Model verified with full-wave simulations

Allows extraction of scatterer properties from admittance measurements

Defines sensing depth as a function of scatterer properties

Abstract

The open-ended coaxial probe (OECP) technique is one of the most commonly used methods for the characterization of homogeneous media properties, especially in the biomedical sciences. However, when considering inhomogeneous media, the effect of the heterogeneity on the probe terminal admittance is unclear, making the measured admittance hard to interpret and relate to the medium properties. In this paper we present an analytical model for the contribution of an isotropic scatterer embedded in an otherwise homogeneous medium to the probe admittance.

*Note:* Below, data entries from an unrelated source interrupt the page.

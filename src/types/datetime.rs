//! Millisecond-resolution datetimes and durations.

use std::fmt::{Display, Formatter, Result as FmtResult};
use std::str::FromStr;

use chrono::{DateTime, NaiveDate};
use once_cell::sync::Lazy;
use regex::{Captures, Regex};

use crate::error::EvalError;

const MS_PER_SECOND: i64 = 1_000;
const MS_PER_MINUTE: i64 = 60 * MS_PER_SECOND;
const MS_PER_HOUR: i64 = 60 * MS_PER_MINUTE;
const MS_PER_DAY: i64 = 24 * MS_PER_HOUR;

static DATETIME_RE: Lazy<Regex> = Lazy::new(|| {
    Regex::new(
        r"^([0-9]{4})-([0-9]{2})-([0-9]{2})(?:T([0-9]{2}):([0-9]{2}):([0-9]{2})(?:\.([0-9]{3}))?(Z|[+-][0-9]{4}))?$",
    )
    .expect("datetime pattern must compile")
});

static DURATION_RE: Lazy<Regex> = Lazy::new(|| {
    Regex::new(r"^(-)?(?:([0-9]+)d)?(?:([0-9]+)h)?(?:([0-9]+)m)?(?:([0-9]+)s)?(?:([0-9]+)ms)?$")
        .expect("duration pattern must compile")
});

/// Milliseconds since the Unix epoch, UTC.
#[derive(Debug, Clone, Copy, PartialEq, Eq, Hash, PartialOrd, Ord)]
pub struct Datetime(i64);

/// A signed span of milliseconds.
#[derive(Debug, Clone, Copy, PartialEq, Eq, Hash, PartialOrd, Ord)]
pub struct Duration(i64);

fn invalid(function: &str, input: &str, message: &str) -> EvalError {
    EvalError::InvalidExtensionArgument {
        function: function.to_string(),
        message: format!("{input:?}: {message}"),
    }
}

fn overflow(op: &str, operands: &[i64]) -> EvalError {
    EvalError::overflow(op, operands)
}

fn number(caps: &Captures<'_>, idx: usize) -> Option<i64> {
    caps.get(idx).and_then(|m| m.as_str().parse().ok())
}

impl Datetime {
    pub fn from_millis(ms: i64) -> Self {
        Datetime(ms)
    }

    pub fn millis(&self) -> i64 {
        self.0
    }

    pub fn offset(&self, by: Duration) -> Result<Datetime, EvalError> {
        self.0
            .checked_add(by.0)
            .map(Datetime)
            .ok_or_else(|| overflow("offset", &[self.0, by.0]))
    }

    pub fn duration_since(&self, other: Datetime) -> Result<Duration, EvalError> {
        self.0
            .checked_sub(other.0)
            .map(Duration)
            .ok_or_else(|| overflow("durationSince", &[self.0, other.0]))
    }

    /// Midnight (UTC) of the same day.
    pub fn to_date(&self) -> Result<Datetime, EvalError> {
        let into_day = self.0.rem_euclid(MS_PER_DAY);
        self.0
            .checked_sub(into_day)
            .map(Datetime)
            .ok_or_else(|| overflow("toDate", &[self.0, into_day]))
    }

    /// Time elapsed since midnight (UTC).
    pub fn to_time(&self) -> Duration {
        Duration(self.0.rem_euclid(MS_PER_DAY))
    }
}

impl FromStr for Datetime {
    type Err = EvalError;

    fn from_str(s: &str) -> Result<Self, Self::Err> {
        let caps = DATETIME_RE
            .captures(s)
            .ok_or_else(|| invalid("datetime", s, "unrecognized format"))?;
        let field = |idx| number(&caps, idx).unwrap_or(0);

        let date = NaiveDate::from_ymd_opt(field(1) as i32, field(2) as u32, field(3) as u32)
            .ok_or_else(|| invalid("datetime", s, "no such calendar date"))?;
        let naive = date
            .and_hms_milli_opt(field(4) as u32, field(5) as u32, field(6) as u32, field(7) as u32)
            .ok_or_else(|| invalid("datetime", s, "no such time of day"))?;

        let offset_ms = match caps.get(8).map(|m| m.as_str()) {
            None | Some("Z") => 0,
            Some(zone) => {
                let hours: i64 = zone[1..3].parse().unwrap_or(0);
                let minutes: i64 = zone[3..5].parse().unwrap_or(0);
                if hours >= 24 || minutes >= 60 {
                    return Err(invalid("datetime", s, "offset out of range"));
                }
                let magnitude = hours * MS_PER_HOUR + minutes * MS_PER_MINUTE;
                if zone.starts_with('-') { -magnitude } else { magnitude }
            }
        };

        let local = naive.and_utc().timestamp_millis();
        local
            .checked_sub(offset_ms)
            .map(Datetime)
            .ok_or_else(|| invalid("datetime", s, "value out of range"))
    }
}

impl Display for Datetime {
    fn fmt(&self, f: &mut Formatter<'_>) -> FmtResult {
        match DateTime::from_timestamp_millis(self.0) {
            Some(dt) => write!(f, "{}", dt.format("%Y-%m-%dT%H:%M:%S%.3fZ")),
            None => write!(f, "{}ms", self.0),
        }
    }
}

impl Duration {
    pub fn from_millis(ms: i64) -> Self {
        Duration(ms)
    }

    pub fn to_milliseconds(&self) -> i64 {
        self.0
    }

    pub fn to_seconds(&self) -> i64 {
        self.0 / MS_PER_SECOND
    }

    pub fn to_minutes(&self) -> i64 {
        self.0 / MS_PER_MINUTE
    }

    pub fn to_hours(&self) -> i64 {
        self.0 / MS_PER_HOUR
    }

    pub fn to_days(&self) -> i64 {
        self.0 / MS_PER_DAY
    }
}

impl FromStr for Duration {
    type Err = EvalError;

    fn from_str(s: &str) -> Result<Self, Self::Err> {
        let caps = DURATION_RE
            .captures(s)
            .ok_or_else(|| invalid("duration", s, "unrecognized format"))?;
        if (2..=6).all(|idx| caps.get(idx).is_none()) {
            return Err(invalid("duration", s, "at least one unit is required"));
        }

        let units = [
            (2, MS_PER_DAY),
            (3, MS_PER_HOUR),
            (4, MS_PER_MINUTE),
            (5, MS_PER_SECOND),
            (6, 1),
        ];
        let mut total: i64 = 0;
        for (idx, scale) in units {
            let Some(m) = caps.get(idx) else {
                continue;
            };
            total = m
                .as_str()
                .parse::<i64>()
                .ok()
                .and_then(|n| n.checked_mul(scale))
                .and_then(|n| total.checked_add(n))
                .ok_or_else(|| invalid("duration", s, "value out of range"))?;
        }

        if caps.get(1).is_some() {
            total = -total;
        }
        Ok(Duration(total))
    }
}

impl Display for Duration {
    fn fmt(&self, f: &mut Formatter<'_>) -> FmtResult {
        write!(f, "{}ms", self.0)
    }
}
//! Expression trees and the `like` pattern language.

mod expr;
mod pattern;

pub use expr::{BinaryOp, Expr, UnaryOp, Var};
pub use pattern::{Pattern, PatternElem};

We utilize rigorous scattering theory and various approximations to obtain simplified, closed-form expressions. Using the obtained results we present a method to accurately extract the scatterer properties from a measurement of the admittance. In addition, we define the sensing depth, and show how it can be mapped as a function of the expected scatterer properties. Full-wave simulations are used to verify the analytical model, and the proposed method paves a path for further generalization to additional scenarios of open-coaxial probe sensing of an inhomogeneous medium.